26 Apr 2006
By David Rae
Having discovered a still-living prehistoric ice-man in the sleepy suburbs of his home town, Kyle, the star of sardonic hit US cartoon, South Park, was aghast at suggestions he should be put on show as a tourist attraction. “Little boy, sometimes what’s right isn’t as important as what’s profitable,” he is soon told.
At Britannia, the UK’s second-largest building society, however, the opposite holds true – sometimes what’s profitable isn’t as important as what’s right. As group finance director Phil Lee explains: “In the member part of the business, we’re only seeking to make sufficient profit to maintain the capital ratios. So we’re not driving to maximise profit and we’re not targeting,” he says. “There’s always a minimum level below which it’s not reasonable to go, but, as an example, the bonuses for the guys in the member business are for hitting the minimum level. They don’t get extra bonuses for generating extra profit.”
It’s an odd concept. But building societies, by their very nature, are odd organisations and not ones that mirror the ethos of a capitalist society – they are, rather, a by-product of capitalism, borne out of a community’s need to look after the less well-off members of the population.
It is a sector that has gone through a huge amount of change over the past two decades – Abbey, although often still referred to as a building society, was the first to de-mutualise when it listed on the London Stock Exchange in 1989. There followed a spate of de-mutualisations until last year the circle was completed and the UK saw its first re-mutualisation when Britannia acquired Bristol & West from the Bank of Ireland. Today, there are just 63 societies, Britannia being the second largest, after Nationwide, with group assets of £23.3bn.
Lee has had perhaps the most unique view of the de-mutualisation process, having been at Bristol & West when it was de-mutualised and then at Britannia when it re-mutualised it. “It’s actually quite a tough process. It’s tough in a range of ways. You’ve got to go through all the Stock Exchange rules for a listing, so you’ve got all the corporate finance stuff to go through,” says Lee. According to Lee, that and the “huge” data cleaning process required to meet robust regulations are the “big two” of the de-mutualisation process. At one point, 15% of the organisation were working on the project.
Because of this, it’s fair to assume that Lee would not support a return to plc status, both because of the work involved and because he seems to genuinely believe that running Britannia as a mutual is better for its clients. “I’m a strong believer that we can deliver far better for our customers as a mutual than we ever could if we had shareholders and customers to balance,” he says. He also believes that the mutual sector helps keep mortgage prices in check.

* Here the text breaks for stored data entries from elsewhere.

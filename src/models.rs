//! Data models for the password safe.

use crate::utils::normalize;
use std::fmt;
use zeroize::{Zeroize, ZeroizeOnDrop};

/// Reserved mapping key holding the password.
pub const KEY_PASSWORD: &str = "P";
/// Reserved mapping key holding the user name.
pub const KEY_USER: &str = "U";
/// Reserved mapping key holding a link.
pub const KEY_LINK: &str = "L";
/// Reserved mapping key holding free-form notes.
pub const KEY_NOTES: &str = "N";

/// A flattened account record.
///
/// Fields are private and only exposed through accessors, so an entry
/// cannot change after flattening. Its contents are wiped when dropped.
#[derive(Clone, PartialEq, Eq, Zeroize, ZeroizeOnDrop)]
pub struct Entry {
    normalized_path: String,
    user: Option<String>,
    password: String,
    link: Option<String>,
    notes: Option<String>,
}

impl Entry {
    /// Create an entry at `path`. The path is normalized here.
    pub fn new(path: &str, password: impl Into<String>) -> Self {
        Self {
            normalized_path: normalize(path),
            user: None,
            password: password.into(),
            link: None,
            notes: None,
        }
    }

    pub fn with_user(mut self, user: Option<String>) -> Self {
        self.user = user;
        self
    }

    pub fn with_link(mut self, link: Option<String>) -> Self {
        self.link = link;
        self
    }

    pub fn with_notes(mut self, notes: Option<String>) -> Self {
        self.notes = notes;
        self
    }

    /// Dotted, normalized path of the entry.
    pub fn normalized_path(&self) -> &str {
        &self.normalized_path
    }

    /// User name as stored in the safe (not normalized).
    pub fn user(&self) -> Option<&str> {
        self.user.as_deref()
    }

    pub fn password(&self) -> &str {
        &self.password
    }

    pub fn link(&self) -> Option<&str> {
        self.link.as_deref()
    }

    pub fn notes(&self) -> Option<&str> {
        self.notes.as_deref()
    }

    /// Whether the entry carries a link or notes.
    pub fn has_extras(&self) -> bool {
        self.link.is_some() || self.notes.is_some()
    }
}

impl fmt::Debug for Entry {
    fn fmt(&self, f: &mut fmt::Formatter<'_>) -> fmt::Result {
        f.debug_struct("Entry")
            .field("normalized_path", &self.normalized_path)
            .field("user", &self.user)
            .field("password", &"<redacted>")
            .field("link", &self.link)
            .field("notes", &self.notes.as_ref().map(|_| "<redacted>"))
            .finish()
    }
}

/// Generic document tree produced by the YAML parser.
#[derive(Debug, Clone, PartialEq)]
pub enum TreeNode {
    /// Explicit null or an empty document.
    Null,
    /// String, number or boolean in its string form.
    Scalar(String),
    /// Key/value pairs in document order.
    Mapping(Vec<(String, TreeNode)>),
    /// Sibling items sharing the parent's path.
    Sequence(Vec<TreeNode>),
}

impl TreeNode {
    /// Look up a key in a mapping node.
    pub fn get(&self, key: &str) -> Option<&TreeNode> {
        match self {
            TreeNode::Mapping(pairs) => pairs.iter().find(|(k, _)| k == key).map(|(_, v)| v),
            _ => None,
        }
    }

    /// A mapping with a `P` key is an account record rather than a subtree.
    pub fn is_account(&self) -> bool {
        self.get(KEY_PASSWORD).is_some()
    }

    /// String form of a scalar node; `None` for null and collections.
    pub fn as_scalar(&self) -> Option<&str> {
        match self {
            TreeNode::Scalar(value) => Some(value),
            _ => None,
        }
    }
}
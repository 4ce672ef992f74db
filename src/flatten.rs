//! Flattening of the document tree into searchable entries.

use crate::models::{Entry, TreeNode, KEY_LINK, KEY_NOTES, KEY_PASSWORD, KEY_USER};
use tracing::debug;

/// Walk `root` and collect one entry per account record, in document order.
///
/// Sequences do not extend the path, so all of their items land on the
/// parent's path. Mappings without a `P` key are subtrees whose keys become
/// dotted path segments.
pub fn flatten(root: &TreeNode) -> Vec<Entry> {
    let mut entries = Vec::new();
    if *root != TreeNode::Null {
        collect_entries(root, "", &mut entries);
    }
    entries
}

/// Stable sort by normalized path; accounts sharing a path keep document order.
pub fn sort_entries(entries: &mut [Entry]) {
    entries.sort_by(|a, b| a.normalized_path().cmp(b.normalized_path()));
}

fn collect_entries(node: &TreeNode, path: &str, entries: &mut Vec<Entry>) {
    match node {
        TreeNode::Sequence(items) => {
            for item in items {
                entries.push(account_entry(item, path));
            }
        }
        TreeNode::Mapping(pairs) if !node.is_account() => {
            for (key, value) in pairs {
                let child_path = if path.is_empty() {
                    key.clone()
                } else {
                    format!("{path}.{key}")
                };
                collect_entries(value, &child_path, entries);
            }
        }
        _ => entries.push(account_entry(node, path)),
    }
}

/// Build an entry from an account record. Bare scalars are passwords.
fn account_entry(node: &TreeNode, path: &str) -> Entry {
    match node {
        TreeNode::Scalar(password) => Entry::new(path, password.as_str()),
        TreeNode::Mapping(_) => {
            let password = match node.get(KEY_PASSWORD) {
                Some(TreeNode::Scalar(password)) => password.clone(),
                Some(TreeNode::Null) | None => String::new(),
                Some(_) => {
                    debug!(path, "password is not a scalar, using empty password");
                    String::new()
                }
            };

            Entry::new(path, password)
                .with_user(field(node, KEY_USER, path))
                .with_link(field(node, KEY_LINK, path))
                .with_notes(field(node, KEY_NOTES, path))
        }
        TreeNode::Null => Entry::new(path, ""),
        TreeNode::Sequence(_) => {
            debug!(path, "nested sequence inside account list, using empty password");
            Entry::new(path, "")
        }
    }
}

fn field(node: &TreeNode, key: &str, path: &str) -> Option<String> {
    match node.get(key)? {
        TreeNode::Scalar(value) => Some(value.clone()),
        TreeNode::Null => None,
        _ => {
            debug!(path, key, "ignoring non-scalar field");
            None
        }
    }
}
//! Disclosure policy: how lookup results and their passwords are revealed.

use crate::display::{copied_style, header, password_style};
use crate::error::{Result, EXIT_AMBIGUOUS, EXIT_NOT_FOUND, EXIT_SUCCESS};
use crate::models::Entry;
use crate::query::Query;
use crate::security::SecureSink;
use std::io::Write;
use tracing::debug;

/// Indentation of detail lines in expanded mode.
const INDENT: &str = "   ";

/// Mode flags from the command line.
#[derive(Debug, Clone, Copy, Default, PartialEq, Eq)]
pub struct DisclosureFlags {
    /// Print passwords instead of using the secure sink.
    pub echo: bool,
    /// Refuse to pick a password when several entries match.
    pub strict: bool,
}

/// How a password is revealed.
#[derive(Debug, Clone, Copy, PartialEq, Eq)]
pub enum Reveal {
    /// Printed in plain text.
    Echo,
    /// Sent to the secure sink (first result only).
    Copy,
}

/// What to do with a result set.
#[derive(Debug, Clone, Copy, PartialEq, Eq)]
pub enum Decision {
    NotFound,
    Refused,
    /// Single result, shown in full.
    Expanded(Reveal),
    /// Several results, one line each.
    Abbreviated(Reveal),
}

/// Final status of a lookup.
#[derive(Debug, Clone, Copy, PartialEq, Eq)]
pub enum Outcome {
    Disclosed,
    NotFound,
    Refused,
}

impl Outcome {
    pub fn exit_code(&self) -> i32 {
        match self {
            Outcome::Disclosed => EXIT_SUCCESS,
            Outcome::NotFound => EXIT_NOT_FOUND,
            Outcome::Refused => EXIT_AMBIGUOUS,
        }
    }
}

impl From<Decision> for Outcome {
    fn from(decision: Decision) -> Self {
        match decision {
            Decision::NotFound => Outcome::NotFound,
            Decision::Refused => Outcome::Refused,
            Decision::Expanded(_) | Decision::Abbreviated(_) => Outcome::Disclosed,
        }
    }
}

pub struct DisclosurePolicy;

impl DisclosurePolicy {
    /// Decide from the result count and flags. Echo is forced when no sink exists.
    pub fn decide(count: usize, flags: DisclosureFlags, sink_available: bool) -> Decision {
        let reveal = if flags.echo || !sink_available {
            Reveal::Echo
        } else {
            Reveal::Copy
        };

        match count {
            0 => Decision::NotFound,
            1 => Decision::Expanded(reveal),
            _ if flags.strict && reveal == Reveal::Copy => Decision::Refused,
            _ => Decision::Abbreviated(reveal),
        }
    }
}

/// Render `results` to `out`, copying at most one password into `sink`.
pub fn disclose<W: Write>(
    out: &mut W,
    results: &[&Entry],
    query: &Query,
    flags: DisclosureFlags,
    sink: Option<&mut dyn SecureSink>,
) -> Result<Outcome> {
    let decision = DisclosurePolicy::decide(results.len(), flags, sink.is_some());
    debug!(results = results.len(), ?decision, "disclosure decided");

    // Taken on first use, so a second copy is impossible.
    let mut sink = sink;

    match decision {
        Decision::NotFound => writeln!(out, "no record found")?,
        Decision::Refused => writeln!(out, "multiple records found")?,
        Decision::Expanded(reveal) => {
            let entry = results[0];
            // Copy before printing, so a failed copy leaves stdout empty.
            let copied = reveal == Reveal::Copy && copy_once(&mut sink, entry)?;
            writeln!(out, "{}", header(entry, query))?;
            if copied {
                writeln!(out, "{INDENT}{}", copied_style())?;
            } else {
                writeln!(out, "{INDENT}{}", password_style(entry.password()))?;
            }
            if let Some(link) = entry.link() {
                writeln!(out, "{INDENT}{link}")?;
            }
            if let Some(notes) = entry.notes() {
                writeln!(out, "{INDENT}{notes}")?;
            }
        }
        Decision::Abbreviated(reveal) => {
            for entry in results {
                let copied = reveal == Reveal::Copy && copy_once(&mut sink, entry)?;
                write!(out, "{}", header(entry, query))?;
                match reveal {
                    Reveal::Echo => write!(out, " | {}", password_style(entry.password()))?,
                    Reveal::Copy if copied => write!(out, " {}", copied_style())?,
                    Reveal::Copy => write!(out, " | ***")?,
                }
                if entry.has_extras() {
                    write!(out, " [...]")?;
                }
                writeln!(out)?;
            }
        }
    }

    Ok(decision.into())
}

/// Copy the entry's password if the sink has not been used yet.
fn copy_once(sink: &mut Option<&mut dyn SecureSink>, entry: &Entry) -> Result<bool> {
    match sink.take() {
        Some(sink) => {
            sink.copy(entry.password())?;
            Ok(true)
        }
        None => Ok(false),
    }
}
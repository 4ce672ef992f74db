//! Utility functions for path handling and terminal output.

use crate::error::{Result, SafeError};
use colored::*;
use std::fs;
use std::path::{Path, PathBuf};

#[cfg(unix)]
use std::os::unix::fs::PermissionsExt;

/// File name of the password safe inside the home directory.
pub const DEFAULT_STORE_NAME: &str = ".passwords.yaml.asc";

/// Canonicalize a path, query fragment or user name into a comparable key.
///
/// Spaces become underscores and everything is lowercased.
pub fn normalize(raw: &str) -> String {
    raw.replace(' ', "_").to_lowercase()
}

/// Normalize a single character. Used where match positions must be
/// mapped back onto the original text.
pub fn normalize_char(ch: char) -> String {
    if ch == ' ' {
        "_".to_string()
    } else {
        ch.to_lowercase().collect()
    }
}

/// Expand a leading `~` to the user's home directory.
pub fn expand_home(path: &Path) -> Result<PathBuf> {
    match path.strip_prefix("~") {
        Ok(rest) => {
            let home = dirs::home_dir().ok_or(SafeError::NoHomeDirectory)?;
            Ok(home.join(rest))
        }
        Err(_) => Ok(path.to_path_buf()),
    }
}

/// Default location of the password safe.
pub fn default_store_path() -> Result<PathBuf> {
    let home = dirs::home_dir().ok_or(SafeError::NoHomeDirectory)?;
    Ok(home.join(DEFAULT_STORE_NAME))
}

/// Check file permissions and return warnings.
pub fn check_file_permissions(path: &Path) -> Vec<String> {
    let mut warnings = Vec::new();

    #[cfg(unix)]
    {
        if let Ok(metadata) = fs::metadata(path) {
            let mode = metadata.permissions().mode();

            // Group or others can read the safe
            if mode & 0o077 != 0 {
                warnings.push(format!(
                    "File has insecure permissions: {:o}. Run 'chmod 600 {}' to fix.",
                    mode & 0o777,
                    path.display()
                ));
            }
        }
    }

    warnings
}

/// Print an error message and exit.
pub fn error_exit(message: &str, code: i32) -> ! {
    eprintln!("{} {}", "Error:".red().bold(), message);
    std::process::exit(code);
}
//! GPG integration for decrypting the password safe.

use crate::error::{Result, SafeError};
use std::io::ErrorKind;
use std::path::Path;
use std::process::{Command, Stdio};
use tracing::{debug, trace};
use zeroize::Zeroizing;

/// Turns an encrypted file into plaintext bytes.
pub trait Decryptor {
    fn decrypt(&self, path: &Path) -> Result<Zeroizing<Vec<u8>>>;
}

/// GPG operations for password safe files.
#[derive(Debug, Default)]
pub struct GpgOperations;

impl GpgOperations {
    pub fn new() -> Self {
        Self
    }

    /// Check if a file looks GPG encrypted.
    pub fn is_gpg_file(path: &Path) -> bool {
        if let Some(ext) = path.extension() {
            let ext_str = ext.to_string_lossy().to_lowercase();
            ext_str == "gpg" || ext_str == "asc"
        } else {
            false
        }
    }
}

impl Decryptor for GpgOperations {
    /// Decrypt with `gpg --use-agent --no-tty -qd`.
    ///
    /// stdin and stderr stay attached to the terminal so the agent or
    /// pinentry can ask for the passphrase. No timeout is applied.
    fn decrypt(&self, path: &Path) -> Result<Zeroizing<Vec<u8>>> {
        if !Self::is_gpg_file(path) {
            debug!(path = %path.display(), "store has no .gpg/.asc extension");
        }

        trace!(path = %path.display(), "spawning gpg");
        let child = Command::new("gpg")
            .args(["--use-agent", "--no-tty", "-qd"])
            .arg(path)
            .stdin(Stdio::inherit())
            .stdout(Stdio::piped())
            .stderr(Stdio::inherit())
            .spawn()
            .map_err(|e| match e.kind() {
                ErrorKind::NotFound => {
                    SafeError::DecryptionFailed("gpg not found. Please install GPG.".to_string())
                }
                _ => SafeError::DecryptionFailed(format!("failed to run gpg: {e}")),
            })?;

        let output = child
            .wait_with_output()
            .map_err(|e| SafeError::DecryptionFailed(format!("failed to wait for gpg: {e}")))?;
        let plaintext = Zeroizing::new(output.stdout);

        if !output.status.success() {
            return Err(SafeError::DecryptionFailed(format!(
                "gpg exited with {}",
                output.status
            )));
        }

        debug!(bytes = plaintext.len(), "decrypted password safe");
        Ok(plaintext)
    }
}
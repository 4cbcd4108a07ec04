#![allow(clippy::missing_docs_in_private_items)]
#![allow(clippy::arithmetic_side_effects)]
#![allow(clippy::indexing_slicing)]
#![allow(clippy::pedantic)]
#![allow(clippy::unwrap_used)]
#![allow(warnings)]

use plotters::prelude::*;
use rand::Rng;
use std::collections::hash_map::DefaultHasher;
use std::hash::{BuildHasher, BuildHasherDefault};

use hotset::{DefaultLoadPolicy, HotSet, ValueTombstone};

// Keep the allocation fixed so churn happens at a controlled load factor.
const TABLE_SIZE: usize = 1 << 14;
// Load factors from 0.1 up to 0.7 (growth would trigger above 75%).
const LOAD_FACTORS: [f64; 7] = [0.1, 0.2, 0.3, 0.4, 0.5, 0.6, 0.7];
// Each experiment erases and re-inserts this multiple of the live count.
const CHURN_MULTIPLIER: usize = 4;

type SimHasher = BuildHasherDefault<DefaultHasher>;

/// Classic open addressing with lazy tombstones: erased slots stay dead until
/// a rehash that never comes. The comparison baseline for the eager-repair set.
#[derive(Clone, PartialEq)]
enum LazySlot {
    Empty,
    Tombstone,
    Live(u64),
}

struct LazyTable {
    slots: Vec<LazySlot>,
    hasher: SimHasher,
}

impl LazyTable {
    fn new(size: usize) -> Self {
        Self { slots: vec![LazySlot::Empty; size], hasher: SimHasher::default() }
    }

    fn start(&self, key: u64) -> usize {
        (self.hasher.hash_one(&key) as usize) & (self.slots.len() - 1)
    }

    fn insert(&mut self, key: u64) {
        let mask = self.slots.len() - 1;
        let mut index = self.start(key);
        let mut grave = None;
        // One full pass at most: once churn has eaten every empty slot, the
        // first tombstone on the route is the only landing spot left.
        for _ in 0..self.slots.len() {
            match self.slots[index] {
                LazySlot::Empty => {
                    let target = grave.unwrap_or(index);
                    self.slots[target] = LazySlot::Live(key);
                    return;
                }
                LazySlot::Tombstone => {
                    if grave.is_none() {
                        grave = Some(index);
                    }
                }
                LazySlot::Live(existing) if existing == key => return,
                LazySlot::Live(_) => {}
            }
            index = (index + 1) & mask;
        }
        if let Some(target) = grave {
            self.slots[target] = LazySlot::Live(key);
        }
    }

    fn erase(&mut self, key: u64) {
        let mask = self.slots.len() - 1;
        let mut index = self.start(key);
        for _ in 0..self.slots.len() {
            match self.slots[index] {
                LazySlot::Empty => return,
                LazySlot::Live(existing) if existing == key => {
                    self.slots[index] = LazySlot::Tombstone;
                    return;
                }
                _ => {}
            }
            index = (index + 1) & mask;
        }
    }

    fn probe_length(&self, key: u64) -> usize {
        let mask = self.slots.len() - 1;
        let mut index = self.start(key);
        let mut probes = 1;
        while self.slots[index] != LazySlot::Live(key) && probes <= self.slots.len() {
            index = (index + 1) & mask;
            probes += 1;
        }
        probes
    }
}

/// Probe length of a lookup in the eager-repair set, measured over its raw
/// slot array with the same hasher the set uses.
fn hot_probe_length(slots: &[u64], hasher: &SimHasher, key: u64) -> usize {
    let mask = slots.len() - 1;
    let mut index = (hasher.hash_one(&key) as usize) & mask;
    let mut probes = 1;
    while slots[index] != key {
        index = (index + 1) & mask;
        probes += 1;
    }
    probes
}

fn main() -> Result<(), Box<dyn std::error::Error>> {
    let mut rng = rand::rng();

    let mut eager_avg: Vec<f64> = Vec::new();
    let mut lazy_avg: Vec<f64> = Vec::new();
    let mut eager_worst: Vec<usize> = Vec::new();
    let mut lazy_worst: Vec<usize> = Vec::new();

    for &load in &LOAD_FACTORS {
        let n_keys = (TABLE_SIZE as f64 * load) as usize;
        println!("Load factor {:.1}: {} live keys, {} churn rounds", load, n_keys, n_keys * CHURN_MULTIPLIER);

        let mut eager = HotSet::with_policies(
            TABLE_SIZE / 2,
            ValueTombstone::new(0u64),
            SimHasher::default(),
            DefaultLoadPolicy,
        );
        assert_eq!(eager.allocated(), TABLE_SIZE);
        let mut lazy = LazyTable::new(TABLE_SIZE);

        let mut live: Vec<u64> = Vec::with_capacity(n_keys);
        for _ in 0..n_keys {
            let key = rng.random_range(1..u64::MAX);
            eager.insert(key);
            lazy.insert(key);
            live.push(key);
        }

        // Churn: every erase leaves a stale tombstone in the lazy table and
        // triggers a repair pass in the eager one.
        for _ in 0..n_keys * CHURN_MULTIPLIER {
            let victim = rng.random_range(0..live.len());
            let old = live.swap_remove(victim);
            eager.erase(&old);
            lazy.erase(old);

            let fresh = rng.random_range(1..u64::MAX);
            eager.insert(fresh);
            lazy.insert(fresh);
            live.push(fresh);
        }

        let hasher = SimHasher::default();
        let slots = eager.raw_slots();
        let mut eager_total = 0usize;
        let mut lazy_total = 0usize;
        let mut eager_max = 0usize;
        let mut lazy_max = 0usize;
        for &key in &live {
            let e = hot_probe_length(slots, &hasher, key);
            let l = lazy.probe_length(key);
            eager_total += e;
            lazy_total += l;
            eager_max = eager_max.max(e);
            lazy_max = lazy_max.max(l);
        }

        let e_avg = eager_total as f64 / live.len() as f64;
        let l_avg = lazy_total as f64 / live.len() as f64;
        println!(
            "  eager repair: avg probes = {:.2}, worst = {}\n  lazy tombstones: avg probes = {:.2}, worst = {}",
            e_avg, eager_max, l_avg, lazy_max
        );

        eager_avg.push(e_avg);
        lazy_avg.push(l_avg);
        eager_worst.push(eager_max);
        lazy_worst.push(lazy_max);
    }

    // Plot average probe length against load factor.
    let font_family = "sans-serif";
    let colors = [
        RGBColor(50, 90, 220),  // Eager repair: blue
        RGBColor(220, 50, 50),  // Lazy tombstones: red
    ];
    let series = [("Eager repair", &eager_avg), ("Lazy tombstones", &lazy_avg)];

    let root = BitMapBackend::new("probe_lengths.png", (1200, 800)).into_drawing_area();
    root.fill(&WHITE)?;

    let max_avg = eager_avg
        .iter()
        .chain(lazy_avg.iter())
        .fold(0.0, |max, &x| if x > max { x } else { max }) *
        1.1;

    let mut chart = ChartBuilder::on(&root)
        .caption("Probe Length Under Churn: Eager Repair vs Lazy Tombstones", (font_family, 30))
        .margin(15)
        .x_label_area_size(60)
        .y_label_area_size(60)
        .build_cartesian_2d(0.0f64..0.8f64, 0.0f64..max_avg)?;

    chart
        .configure_mesh()
        .x_desc("Load Factor")
        .y_desc("Average Lookup Probe Length")
        .axis_desc_style((font_family, 16))
        .draw()?;

    for (series_idx, (name, values)) in series.iter().enumerate() {
        let color = &colors[series_idx % colors.len()];
        let line_style = ShapeStyle::from(color).stroke_width(2);

        chart
            .draw_series(LineSeries::new(
                LOAD_FACTORS.iter().zip(values.iter()).map(|(&x, &y)| (x, y)),
                line_style,
            ))?
            .label(*name)
            .legend(move |(x, y)| PathElement::new(vec![(x, y), (x + 20, y)], line_style));

        chart.draw_series(
            LOAD_FACTORS
                .iter()
                .zip(values.iter())
                .map(|(&x, &y)| Circle::new((x, y), 4, color.filled())),
        )?;
    }

    chart
        .configure_series_labels()
        .background_style(&WHITE.mix(0.8))
        .border_style(&BLACK)
        .position(SeriesLabelPosition::UpperLeft)
        .draw()?;

    println!("Generated plot image: probe_lengths.png");
    println!(
        "Worst-case probes at the top load factor: eager = {}, lazy = {}",
        eager_worst.last().unwrap(),
        lazy_worst.last().unwrap()
    );

    Ok(())
}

It seems his members agree – almost 400,000 of them voted overwhelmingly to remain as a mutual at the society’s annual general meeting on 30 March. (An indication of how involved in the business members feel is evident in the voting figures – 27% returned their forms).
Among those were 69,000 clients of the newly acquired Bristol & West, who also seemed keen to benefit from Britannia’s mutual status. This should probably come as no surprise. Britannia has a unique profit-share programme, which it calls the Britannia Membership Reward scheme where members are allocated points depending on the products they hold. These are then converted into hard cash and, in February this year, £48m was distributed among 900,000 eligible Britannia members.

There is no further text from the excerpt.